START Records to use
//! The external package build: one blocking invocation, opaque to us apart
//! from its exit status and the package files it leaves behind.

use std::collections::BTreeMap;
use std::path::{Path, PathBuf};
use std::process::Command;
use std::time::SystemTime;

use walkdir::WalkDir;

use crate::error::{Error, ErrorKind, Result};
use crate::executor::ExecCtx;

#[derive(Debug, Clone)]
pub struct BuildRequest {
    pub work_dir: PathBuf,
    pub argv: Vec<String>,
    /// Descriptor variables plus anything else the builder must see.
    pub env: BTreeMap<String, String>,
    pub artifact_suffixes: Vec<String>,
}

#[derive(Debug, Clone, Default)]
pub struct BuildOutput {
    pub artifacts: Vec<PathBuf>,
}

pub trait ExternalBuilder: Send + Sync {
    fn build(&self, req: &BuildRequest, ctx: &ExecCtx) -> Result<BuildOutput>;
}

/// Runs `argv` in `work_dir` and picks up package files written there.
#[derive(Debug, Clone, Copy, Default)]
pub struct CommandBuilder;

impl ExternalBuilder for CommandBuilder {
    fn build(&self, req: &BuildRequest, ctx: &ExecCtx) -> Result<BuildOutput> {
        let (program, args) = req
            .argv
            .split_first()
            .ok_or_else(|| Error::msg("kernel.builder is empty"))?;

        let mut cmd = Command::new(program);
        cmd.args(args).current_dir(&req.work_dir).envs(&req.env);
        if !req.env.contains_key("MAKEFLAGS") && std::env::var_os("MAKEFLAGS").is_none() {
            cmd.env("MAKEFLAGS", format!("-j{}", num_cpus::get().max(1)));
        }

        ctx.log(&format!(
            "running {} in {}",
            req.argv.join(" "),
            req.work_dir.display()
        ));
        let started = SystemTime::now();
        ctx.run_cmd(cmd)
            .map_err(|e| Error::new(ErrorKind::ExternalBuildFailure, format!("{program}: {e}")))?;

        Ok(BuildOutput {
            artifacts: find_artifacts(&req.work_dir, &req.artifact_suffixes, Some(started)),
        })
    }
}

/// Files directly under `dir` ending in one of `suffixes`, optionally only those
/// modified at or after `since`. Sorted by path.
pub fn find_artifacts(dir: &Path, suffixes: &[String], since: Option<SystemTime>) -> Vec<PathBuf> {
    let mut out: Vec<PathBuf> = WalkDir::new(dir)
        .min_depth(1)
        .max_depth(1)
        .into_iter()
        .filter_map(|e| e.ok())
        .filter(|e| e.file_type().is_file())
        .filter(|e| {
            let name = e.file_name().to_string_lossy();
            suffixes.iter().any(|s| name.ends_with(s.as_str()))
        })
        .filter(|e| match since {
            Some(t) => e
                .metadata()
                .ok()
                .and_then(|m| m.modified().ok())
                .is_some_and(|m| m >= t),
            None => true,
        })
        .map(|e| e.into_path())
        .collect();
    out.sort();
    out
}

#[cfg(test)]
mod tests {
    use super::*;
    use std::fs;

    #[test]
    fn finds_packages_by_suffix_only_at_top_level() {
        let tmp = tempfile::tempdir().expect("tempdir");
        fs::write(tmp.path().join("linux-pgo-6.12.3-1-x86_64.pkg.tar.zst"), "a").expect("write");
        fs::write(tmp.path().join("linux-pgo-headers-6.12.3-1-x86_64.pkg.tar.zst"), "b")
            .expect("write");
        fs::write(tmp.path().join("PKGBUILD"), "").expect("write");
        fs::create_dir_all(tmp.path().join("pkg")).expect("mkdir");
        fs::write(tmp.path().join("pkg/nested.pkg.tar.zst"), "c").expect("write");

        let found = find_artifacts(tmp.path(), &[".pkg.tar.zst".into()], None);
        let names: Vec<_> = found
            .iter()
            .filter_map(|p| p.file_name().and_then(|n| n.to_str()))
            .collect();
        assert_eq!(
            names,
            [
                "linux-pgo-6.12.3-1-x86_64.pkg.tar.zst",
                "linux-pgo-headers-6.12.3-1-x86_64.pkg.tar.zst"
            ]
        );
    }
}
END Records to use
= Exercise prompt =
Which lines of the data include the word "BTreeMap"? Copy each one.

= Output for this exercise =
use std::collections::BTreeMap;
    pub env: BTreeMap<String, String>,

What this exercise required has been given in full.